During the Pleistocene (2.5 million to 11,700 years ago) the word had many examples of large animals that are collectively known as Megafauna. Australia was close to its current position, but sea levels were much lower. Humans may have first arrived in Australia during this time.
Australia's Pleistocene facts
- Australia was very close to its present global position.
- Sea levels fell, creating temporary land bridges between mainland Australia and Tasmania in the south, and Australia and New Guinea in the north.
- Because of the waxing and waning of the polar icecaps, the climate in Australia continued to cycle rapidly between icehouse phases (cold, dry conditions) and greenhouse phases (warmer, wetter conditions.)

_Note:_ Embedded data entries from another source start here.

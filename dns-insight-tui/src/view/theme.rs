//! 主题和样式定义

use ratatui::style::{Color, Modifier, Style};

/// 获取当前主题的颜色方案
pub fn colors() -> ThemeColors {
    ThemeColors::dark()
}

/// 主题颜色
#[derive(Debug, Clone)]
pub struct ThemeColors {
    pub fg: Color,
    pub border: Color,
    pub border_focused: Color,
    pub highlight: Color,
    pub selected_bg: Color,
    pub selected_fg: Color,
    pub success: Color,
    pub warning: Color,
    pub error: Color,
    pub muted: Color,
}

impl ThemeColors {
    /// 深色主题
    pub fn dark() -> Self {
        Self {
            fg: Color::Rgb(212, 212, 212),
            border: Color::Rgb(62, 62, 62),
            border_focused: Color::Rgb(0, 122, 204),
            highlight: Color::Rgb(0, 122, 204),
            selected_bg: Color::Rgb(38, 79, 120),
            selected_fg: Color::White,
            success: Color::Rgb(78, 201, 176),
            warning: Color::Rgb(206, 145, 120),
            error: Color::Rgb(244, 135, 113),
            muted: Color::Rgb(128, 128, 128),
        }
    }

    /// 边框样式
    pub fn border_style(&self, focused: bool) -> Style {
        if focused {
            Style::default().fg(self.border_focused)
        } else {
            Style::default().fg(self.border)
        }
    }

    /// 选中项样式
    pub fn selected(&self) -> Style {
        Style::default()
            .bg(self.selected_bg)
            .fg(self.selected_fg)
            .add_modifier(Modifier::BOLD)
    }

    /// 标题样式
    pub fn title(&self) -> Style {
        Style::default().fg(self.fg).add_modifier(Modifier::BOLD)
    }
}

/// 常用样式
pub struct Styles;

impl Styles {
    /// 状态栏样式
    pub fn statusbar() -> Style {
        Style::default().bg(Color::Rgb(0, 122, 204)).fg(Color::White)
    }

    /// 快捷键提示样式
    pub fn hint_key() -> Style {
        Style::default()
            .fg(Color::Yellow)
            .add_modifier(Modifier::BOLD)
    }

    /// 快捷键说明样式
    pub fn hint_desc() -> Style {
        Style::default().fg(Color::Rgb(180, 180, 180))
    }
}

- During icehouse phases sea levels fell, creating land bridges that would then be flooded during greenhouse phases.
- Australia's plants were already well suited to dry conditions, but the pattern of forests, grasslands and deserts was constantly changing.
- In Australia, the Pleistocene was the heyday of giant animals known as the Megafauna. They included the huge wombat-shaped Diprotodon and giant goanna Megalania.
- The land connections created by the falling sea levels may have allowed humans to reach Australia from South East Asia at least 50,000 years ago.
What was happening in the rest of the world
- European Megafauna included Woolly Rhinoceroses, Mammoths, Cave Lions and Cave Bears.
- North American Megafauna included Giant Ground Sloths and Sabre-toothed Tigers.
- African Megafauna included elephants, giraffes, rhinoceroses and hippopotamuses. Africa's Megafauna is all that remains around today.